BEGIN Extracted records

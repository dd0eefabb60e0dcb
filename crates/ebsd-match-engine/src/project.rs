//! "Project Details" metadata sheet exported as a two-column CSV.
//!
//! Column 0 holds labels, column 1 values. Labels are looked up loosely:
//! case, whitespace and underscores are ignored and the wanted label only has
//! to appear somewhere inside the cell.

use std::fs::File;
use std::io;
use std::path::Path;

#[derive(thiserror::Error, Debug)]
pub enum ProjectDetailsError {
    #[error("label '{label}' not found in project details")]
    MissingLabel { label: String },
    #[error("project details value for '{label}' is not valid: '{value}'")]
    InvalidValue { label: String, value: String },
    #[error(transparent)]
    Csv(#[from] csv::Error),
    #[error(transparent)]
    Io(#[from] io::Error),
}

const X_STEP: &str = "x_step";
const Y_STEP: &str = "y_step";
const NUMBER_OF_REFERENCES: &str = "Number of References";

#[derive(Clone, Debug, PartialEq, Eq)]
struct Row {
    label: String,
    value: Option<String>,
}

/// Parsed project-details sheet.
#[derive(Clone, Debug, Default, PartialEq, Eq)]
pub struct ProjectDetails {
    rows: Vec<Row>,
}

fn normalize(label: &str) -> String {
    label
        .chars()
        .filter(|c| !c.is_whitespace() && *c != '_')
        .flat_map(char::to_lowercase)
        .collect()
}

impl ProjectDetails {
    pub fn from_reader<R: io::Read>(reader: R) -> Result<Self, ProjectDetailsError> {
        let mut csv = csv::ReaderBuilder::new()
            .has_headers(false)
            .flexible(true)
            .from_reader(reader);
        let mut rows = Vec::new();
        for record in csv.records() {
            let record = record?;
            let label = record.get(0).unwrap_or("").to_string();
            let value = record
                .get(1)
                .map(str::trim)
                .filter(|v| !v.is_empty())
                .map(str::to_string);
            rows.push(Row { label, value });
        }
        Ok(Self { rows })
    }

    pub fn from_path(path: impl AsRef<Path>) -> Result<Self, ProjectDetailsError> {
        Self::from_reader(File::open(path)?)
    }

    fn position_of(&self, label: &str) -> Result<usize, ProjectDetailsError> {
        let wanted = normalize(label);
        self.rows
            .iter()
            .position(|row| normalize(&row.label).contains(&wanted))
            .ok_or_else(|| ProjectDetailsError::MissingLabel {
                label: label.to_string(),
            })
    }

    /// Value next to the first label cell that loosely contains `label`.
    /// `None` when that cell is blank.
    pub fn value_by_label(&self, label: &str) -> Result<Option<&str>, ProjectDetailsError> {
        let pos = self.position_of(label)?;
        Ok(self.rows[pos].value.as_deref())
    }

    fn number_by_label(&self, label: &str) -> Result<f64, ProjectDetailsError> {
        let raw = self.value_by_label(label)?.unwrap_or("");
        raw.parse::<f64>()
            .ok()
            .filter(|v| v.is_finite())
            .ok_or_else(|| ProjectDetailsError::InvalidValue {
                label: label.to_string(),
                value: raw.to_string(),
            })
    }

    pub fn x_step(&self) -> Result<f64, ProjectDetailsError> {
        self.number_by_label(X_STEP)
    }

    pub fn y_step(&self) -> Result<f64, ProjectDetailsError> {
        self.number_by_label(Y_STEP)
    }

    /// Declared number of listing entries. Spreadsheet exports may write it
    /// as a float (`12.0`).
    pub fn reference_count(&self) -> Result<usize, ProjectDetailsError> {
        let n = self.number_by_label(NUMBER_OF_REFERENCES)?;
        if n < 0.0 || n.fract() != 0.0 {
            return Err(ProjectDetailsError::InvalidValue {
                label: NUMBER_OF_REFERENCES.to_string(),
                value: n.to_string(),
            });
        }
        Ok(n as usize)
    }

    /// Non-blank value cells of the `reference_count` rows following the
    /// "Number of References" row.
    pub fn reference_entries(&self) -> Result<Vec<String>, ProjectDetailsError> {
        let start = self.position_of(NUMBER_OF_REFERENCES)? + 1;
        let count = self.reference_count()?;
        Ok(self
            .rows
            .iter()
            .skip(start)
            .take(count)
            .filter_map(|row| row.value.clone())
            .collect())
    }
}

END Extracted records

Aim of the exercise → Say how many lines in the records contain the word "column". Nothing but the number is required.

Exercise answer → 2